As the years passed, her own character came to the fore. She was stubborn, she moaned and chattered much more than any other Akita we have known. There were times we were sure she was half wookie. She was loyal, protective – she saved me from an assult by 2 young men. Who at first thought that I was easy prey, I may have been if I was alone but as I was with her I was not. As they came closer, she blew herself up, and without a sound, bared her teeth. I have never seen anyone move so fast. Yet she was never aggressive with anyone else. She even loved other dogs.
And she loved our children and our grandchildren with a passion.
When we moved to the Lodge she was initially scared of the ‘other residents’, but I think they came to some arrangement. They didn’t bother her and she wouldn’t chase them.

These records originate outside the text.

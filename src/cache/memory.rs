//! In-memory verdict store
//!
//! Process-local backend used when no database is configured, and by tests.

use std::collections::HashMap;
use std::sync::Arc;

use async_trait::async_trait;
use tokio::sync::RwLock;

use super::{CacheEntry, VerdictStore};
use crate::error::StoreError;

#[derive(Clone, Default)]
pub struct InMemoryVerdictStore {
    entries: Arc<RwLock<HashMap<String, CacheEntry>>>,
}

impl InMemoryVerdictStore {
    pub fn new() -> Self {
        Self::default()
    }

    pub async fn len(&self) -> usize {
        self.entries.read().await.len()
    }

    pub async fn is_empty(&self) -> bool {
        self.entries.read().await.is_empty()
    }

    pub async fn contains(&self, policy_id: &str) -> bool {
        self.entries.read().await.contains_key(policy_id)
    }
}

#[async_trait]
impl VerdictStore for InMemoryVerdictStore {
    async fn get(&self, policy_id: &str) -> Result<Option<CacheEntry>, StoreError> {
        let entries = self.entries.read().await;
        Ok(entries.get(policy_id).cloned())
    }

    async fn upsert(&self, entry: CacheEntry) -> Result<(), StoreError> {
        let mut entries = self.entries.write().await;
        entries.insert(entry.policy_id.clone(), entry);
        Ok(())
    }
}

#[cfg(test)]
mod tests {
    use super::*;
    use chrono::Utc;

    fn entry(policy_id: &str, payload: &str) -> CacheEntry {
        CacheEntry {
            policy_id: policy_id.to_string(),
            payload: payload.to_string(),
            written_at: Utc::now(),
        }
    }

    #[tokio::test]
    async fn test_upsert_replaces() {
        let store = InMemoryVerdictStore::new();
        assert!(store.is_empty().await);

        store.upsert(entry("p1", "first")).await.unwrap();
        store.upsert(entry("p1", "second")).await.unwrap();
        store.upsert(entry("p2", "other")).await.unwrap();

        assert_eq!(store.len().await, 2);
        assert!(store.contains("p1").await);
        let stored = store.get("p1").await.unwrap().unwrap();
        assert_eq!(stored.payload, "second");
    }

    #[tokio::test]
    async fn test_clones_share_entries() {
        let store = InMemoryVerdictStore::new();
        let handle = store.clone();
        handle.upsert(entry("p1", "x")).await.unwrap();
        assert!(store.contains("p1").await);
        assert!(store.get("missing").await.unwrap().is_none());
    }
}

She loved to sleep, forever on guard we use to joke, outside our bedroom door and on the top of the stairs. Looking down and through the arch window, but over the last year, as her health deteriorated, she preferred to sleep in our room by the side of the bed. Though she would never get on the bed while we were there. We know she did when we were out of course, she had been found a time r too as her hearing went to be asleep under the duvet.
Over the last few months, I could put my had down over my side of the bed in the middle at night and she would be there lifting her head, to let me know she was okay.
And so from the Goddess she came and to Her she will return.
And on that bright sunny day, when the Vet came, she knew and was ready to go home. She looked at us all with her dark brown eyes, tired but full of love as she held out her paw, and said goodbye to us.
As we held her in our arms she closed her eyes and slipped away.
There will always be a very big hole in our hears where she lived.